Aunque la mayoría de los españoles parecen ignorarlo o padecen una amnesia selectiva grave, hasta el año 1990 la Organización Mundial de la Salud calificaba a la homosexualidad como una enfermedad o alteración patológica de la conducta sexual, dictamen basado en anteriores estudios médicos y psicológicos. Uno de los mayores insultos que se le podía lanzar a un hombre era dudar de su hombría, pero después de esa fecha y con una velocidad asombrosa para algo que sin duda significa un profundo cambio cultural, la homosexualidad pasó a ser no ya algo a respetar, sino respetable en sí misma. Ser lo que antes llamábamos maricas es ahora un asunto que produce admiración y el que sale del armario despierta un asombro y respeto mayor del que podrían merecer Hernán Cortés o Ramón y Cajal. No es que yo lo diga, es que hasta hay películas en las que el protagonista finge ser homosexual porque con ello aumenta sus probabilidades de triunfo profesional o social.
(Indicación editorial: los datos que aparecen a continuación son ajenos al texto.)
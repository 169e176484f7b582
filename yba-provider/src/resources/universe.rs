//! yba_universe - universes with a single primary cluster

use std::collections::HashMap;
use std::time::Duration;

use tracing::info;
use yba_core::provider::{ProviderError, ProviderResult};
use yba_core::resource::{Resource, ResourceId, State, Value};

use super::{Attrs, changed_attributes, existing, identifier, insert_opt, string, string_list};
use crate::models::{
    Cluster, DeviceInfo, PRIMARY_CLUSTER, SoftwareUpgrade, Universe, UniverseDeleteFlags,
    UniverseDetails, UserIntent,
};
use crate::provider::YbaProvider;
use crate::schemas::universe::{DELETE_FLAGS, UPDATABLE};

pub const DEFAULT_TIMEOUT: Duration = Duration::from_secs(60 * 60);

const UPGRADE_OPTION: &str = "Rolling";

fn user_intent(attrs: &Attrs<'_>) -> ProviderResult<UserIntent> {
    let num_nodes = attrs.int("num_nodes")?;
    let replication_factor = attrs.int_or("replication_factor", 3)?;
    if num_nodes < replication_factor {
        return Err(attrs.error(format!(
            "num_nodes ({}) must be at least replication_factor ({})",
            num_nodes, replication_factor
        )));
    }

    Ok(UserIntent {
        universe_name: attrs.str("name")?,
        provider_type: attrs.str("provider_type")?,
        provider: attrs.str("provider_uuid")?,
        region_list: attrs.string_list("region_list")?,
        num_nodes,
        replication_factor,
        instance_type: attrs.str("instance_type")?,
        device_info: Some(DeviceInfo {
            volume_size: Some(attrs.int("volume_size")?),
            num_volumes: Some(attrs.int_or("num_volumes", 1)?),
            storage_type: attrs.opt_str("storage_type")?,
        }),
        yb_software_version: attrs.str("software_version")?,
        access_key_code: attrs.opt_str("access_key_code")?,
        enable_ysql: attrs.bool_or("enable_ysql", true)?,
        enable_ycql: attrs.bool_or("enable_ycql", true)?,
        assign_public_ip: attrs.bool_or("assign_public_ip", false)?,
        use_time_sync: attrs.bool_or("use_time_sync", true)?,
        ..Default::default()
    })
}

fn universe_attributes(universe: &Universe) -> ProviderResult<HashMap<String, Value>> {
    let intent = &universe
        .primary_cluster()
        .ok_or_else(|| {
            ProviderError::new(format!(
                "Universe {} has no primary cluster",
                universe.universe_uuid
            ))
        })?
        .user_intent;

    let mut attributes = HashMap::from([
        ("name".to_string(), string(&universe.name)),
        ("provider_uuid".to_string(), string(&intent.provider)),
        ("provider_type".to_string(), string(&intent.provider_type)),
        ("region_list".to_string(), string_list(&intent.region_list)),
        ("num_nodes".to_string(), Value::Int(intent.num_nodes)),
        (
            "replication_factor".to_string(),
            Value::Int(intent.replication_factor),
        ),
        ("instance_type".to_string(), string(&intent.instance_type)),
        (
            "software_version".to_string(),
            string(&intent.yb_software_version),
        ),
        ("enable_ysql".to_string(), Value::Bool(intent.enable_ysql)),
        ("enable_ycql".to_string(), Value::Bool(intent.enable_ycql)),
        (
            "assign_public_ip".to_string(),
            Value::Bool(intent.assign_public_ip),
        ),
        ("use_time_sync".to_string(), Value::Bool(intent.use_time_sync)),
    ]);
    insert_opt(
        &mut attributes,
        "access_key_code",
        intent.access_key_code.as_deref().map(string),
    );
    if let Some(device) = &intent.device_info {
        insert_opt(&mut attributes, "volume_size", device.volume_size.map(Value::Int));
        insert_opt(&mut attributes, "num_volumes", device.num_volumes.map(Value::Int));
        insert_opt(
            &mut attributes,
            "storage_type",
            device.storage_type.as_deref().map(string),
        );
    }
    Ok(attributes)
}

impl YbaProvider {
    pub(crate) async fn create_universe(&self, resource: &Resource) -> ProviderResult<State> {
        let attrs = Attrs::new(&resource.id, &resource.attributes);
        let timeouts = attrs.timeouts(DEFAULT_TIMEOUT)?;
        let details = UniverseDetails {
            clusters: vec![Cluster {
                cluster_type: PRIMARY_CLUSTER.to_string(),
                user_intent: user_intent(&attrs)?,
                ..Default::default()
            }],
            ..Default::default()
        };

        let task = self.api.create_universe(&details).await?;
        let uuid = task.resource_uuid.clone().ok_or_else(|| {
            ProviderError::new("Universe create response has no universe UUID")
        })?;
        info!(universe_uuid = %uuid, "creating universe");
        self.wait(&task, timeouts.create).await?;

        self.read_universe_by_uuid(&resource.id, &uuid).await
    }

    pub(crate) async fn read_universe(&self, id: &ResourceId, prior: &State) -> ProviderResult<State> {
        self.read_universe_by_uuid(id, identifier(prior)?).await
    }

    async fn read_universe_by_uuid(&self, id: &ResourceId, uuid: &str) -> ProviderResult<State> {
        let universe = self.api.get_universe(uuid).await?;
        Ok(existing(id, uuid, universe_attributes(&universe)?))
    }

    /// Resize, change instance type, or upgrade the software of a universe
    pub(crate) async fn update_universe(&self, from: &State, to: &Resource) -> ProviderResult<State> {
        let uuid = identifier(from)?;
        let attrs = Attrs::new(&to.id, &to.attributes);
        let timeouts = attrs.timeouts(DEFAULT_TIMEOUT)?;

        let changed: Vec<String> = changed_attributes(from, &to.attributes)
            .into_iter()
            .filter(|c| !DELETE_FLAGS.contains(&c.as_str()))
            .collect();
        let unsupported: Vec<&str> = changed
            .iter()
            .map(String::as_str)
            .filter(|c| !UPDATABLE.contains(c))
            .collect();
        if !unsupported.is_empty() {
            return Err(attrs.error(format!(
                "Cannot change {} of an existing universe; only {} can be updated in place",
                unsupported.join(", "),
                UPDATABLE.join(", ")
            )));
        }

        let universe = self.api.get_universe(uuid).await?;
        if universe.universe_details.update_in_progress {
            return Err(attrs.error(format!(
                "Universe {} has an update in progress; retry once it finishes",
                universe.name
            )));
        }

        let resize = changed.iter().any(|c| c == "num_nodes" || c == "instance_type");
        if resize {
            let mut details = universe.universe_details.clone();
            let cluster = details.primary_cluster_mut().ok_or_else(|| {
                ProviderError::new(format!("Universe {} has no primary cluster", uuid))
            })?;
            cluster.user_intent.num_nodes = attrs.int("num_nodes")?;
            cluster.user_intent.instance_type = attrs.str("instance_type")?;

            let task = self.api.update_primary_cluster(uuid, &details).await?;
            self.wait(&task, timeouts.update).await?;
            info!(universe_uuid = %uuid, "updated primary cluster");
        }

        if changed.iter().any(|c| c == "software_version") {
            let clusters = if resize {
                self.api.get_universe(uuid).await?.universe_details.clusters
            } else {
                universe.universe_details.clusters
            };
            let upgrade = SoftwareUpgrade {
                yb_software_version: attrs.str("software_version")?,
                upgrade_option: UPGRADE_OPTION.to_string(),
                clusters,
            };
            let task = self.api.upgrade_software(uuid, &upgrade).await?;
            self.wait(&task, timeouts.update).await?;
            info!(
                universe_uuid = %uuid,
                version = %upgrade.yb_software_version,
                "upgraded universe software"
            );
        }

        self.read_universe_by_uuid(&to.id, uuid).await
    }

    pub(crate) async fn delete_universe(&self, state: &State) -> ProviderResult<()> {
        let uuid = identifier(state)?;
        let attrs = Attrs::new(&state.id, &state.attributes);
        let timeouts = attrs.timeouts(DEFAULT_TIMEOUT)?;
        let flags = UniverseDeleteFlags {
            force: attrs.bool_or("force_delete", false)?,
            delete_backups: attrs.bool_or("delete_backups", false)?,
            delete_certs: attrs.bool_or("delete_certs", false)?,
        };

        let task = self.api.delete_universe(uuid, flags).await?;
        self.wait(&task, timeouts.delete).await?;
        info!(universe_uuid = %uuid, "deleted universe");
        Ok(())
    }
}

#[cfg(test)]
mod tests {
    use super::*;
    use crate::testing::MockApi;
    use std::sync::Arc;
    use yba_core::provider::ErrorKind;

    fn resource() -> Resource {
        Resource::new("yba_universe", "orders")
            .with_attribute("name", string("orders"))
            .with_attribute(
                "provider_uuid",
                string("f33e3c9b-75ab-4c30-80ad-cba85646ea39"),
            )
            .with_attribute("provider_type", string("aws"))
            .with_attribute("region_list", string_list(["r-1"]))
            .with_attribute("num_nodes", Value::Int(3))
            .with_attribute("instance_type", string("c5.large"))
            .with_attribute("software_version", string("2.20.1.0-b97"))
            .with_attribute("volume_size", Value::Int(250))
            .with_attribute("force_delete", Value::Bool(false))
    }

    fn provider(api: &Arc<MockApi>) -> YbaProvider {
        YbaProvider::with_api(api.clone(), Duration::from_millis(10))
    }

    #[tokio::test]
    async fn create_reads_back_the_primary_cluster() {
        let api = Arc::new(MockApi::new());
        let resource = resource();

        let state = provider(&api).create_universe(&resource).await.unwrap();

        assert_eq!(state.attributes["num_nodes"], Value::Int(3));
        assert_eq!(state.attributes["replication_factor"], Value::Int(3));
        assert_eq!(state.attributes["num_volumes"], Value::Int(1));
        assert_eq!(state.attributes["enable_ysql"], Value::Bool(true));
        assert!(!state.attributes.contains_key("force_delete"));
    }

    #[tokio::test]
    async fn fewer_nodes_than_replicas_is_rejected() {
        let api = Arc::new(MockApi::new());
        let resource = resource().with_attribute("num_nodes", Value::Int(1));

        let err = provider(&api).create_universe(&resource).await.unwrap_err();
        assert_eq!(err.kind, ErrorKind::Validation);
        assert!(api.calls().is_empty());
    }

    #[tokio::test]
    async fn resize_and_upgrade_in_place() {
        let api = Arc::new(MockApi::new());
        let yba = provider(&api);
        let created = yba.create_universe(&resource()).await.unwrap();

        let to = resource()
            .with_attribute("num_nodes", Value::Int(5))
            .with_attribute("software_version", string("2.20.2.0-b10"));
        let updated = yba.update_universe(&created, &to).await.unwrap();

        assert_eq!(updated.attributes["num_nodes"], Value::Int(5));
        assert_eq!(updated.attributes["software_version"], string("2.20.2.0-b10"));
        let calls = api.calls();
        let resize = calls.iter().position(|c| c == "update_primary_cluster").unwrap();
        let upgrade = calls.iter().position(|c| c == "upgrade_software").unwrap();
        assert!(resize < upgrade);
    }

    #[tokio::test]
    async fn unsupported_change_names_the_attribute() {
        let api = Arc::new(MockApi::new());
        let yba = provider(&api);
        let created = yba.create_universe(&resource()).await.unwrap();

        let to = resource()
            .with_attribute("volume_size", Value::Int(500))
            .with_attribute("force_delete", Value::Bool(true));
        let err = yba.update_universe(&created, &to).await.unwrap_err();

        assert_eq!(err.kind, ErrorKind::Validation);
        assert!(err.message.contains("volume_size"));
        assert!(!err.message.contains("force_delete"));
    }

    #[tokio::test]
    async fn update_in_progress_is_rejected() {
        let api = Arc::new(MockApi::new());
        let yba = provider(&api);
        let created = yba.create_universe(&resource()).await.unwrap();
        api.set_update_in_progress(created.identifier.as_deref().unwrap());

        let to = resource().with_attribute("instance_type", string("c5.xlarge"));
        let err = yba.update_universe(&created, &to).await.unwrap_err();
        assert!(err.message.contains("update in progress"));
    }

    #[tokio::test]
    async fn delete_passes_recorded_flags() {
        let api = Arc::new(MockApi::new());
        let yba = provider(&api);
        let mut state = yba.create_universe(&resource()).await.unwrap();
        state
            .attributes
            .insert("delete_backups".to_string(), Value::Bool(true));

        yba.delete_universe(&state).await.unwrap();

        let flags = api.delete_flags().unwrap();
        assert!(flags.delete_backups);
        assert!(!flags.force);
    }

    #[tokio::test(start_paused = true)]
    async fn failed_create_task_surfaces_status() {
        let api = Arc::new(MockApi::new());
        api.script_next_task(&["Running", "Failure"]);

        let err = provider(&api).create_universe(&resource()).await.unwrap_err();
        assert_eq!(err.kind, ErrorKind::TaskFailed);
    }
}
Reconozco que no soy tan cambiante en criterios como en lo político es Pablo Iglesias, así que sigue sin producirme gran entusiasmo la homosexualidad, aunque lo mismo que en los años 80 había uno de ellos entre mi pandilla y que los he tenido como compañeros de trabajo, sin que yo les dispensara el menor desprecio o desagrado, debo admitir que llevo mal ese empeño en permanecer día tras día, por un motivo u otro, en la primera página de los diarios y que me desagradan profundamente las efusiones de parejas en público y no lo oculto aunque tampoco lo manifieste gratuitamente, ya lo he dejado claro en entradas anteriores de este blog y siento señalarlo: aunque la OMS haya cambiado de criterio sin más explicaciones científicas –la decisión se tomó en una asamblea general–, los 26 años transcurridos desde entonces no bastan para que yo vea como recomendable lo que antes era propio de enfermos. Otra cosa es que acepte que se agreda a los homosexuales por el hecho de serlo, las preferencias personales no pueden ni deben expresarse mediante violencia.

Supongo que, ya lo imaginan, soy por todo lo que antecede merecedor del calificativo de homófobo y por lo tanto de una severa condena social, pese a que hasta hace menos de un año en el DRAE se definiera la homofobia como «Aversión obsesiva hacia las personas homosexuales», pero hace sólo unos pocos meses, seguramente sometida a la presión del lobby, la Real Academia ha eliminado el adjetivo «obsesiva» de la definición, así que puede aplicárseme sin problema porque ya se sabe, hay que ser entusiasta de la homosexualidad o le llueven a uno las tortas. Amén.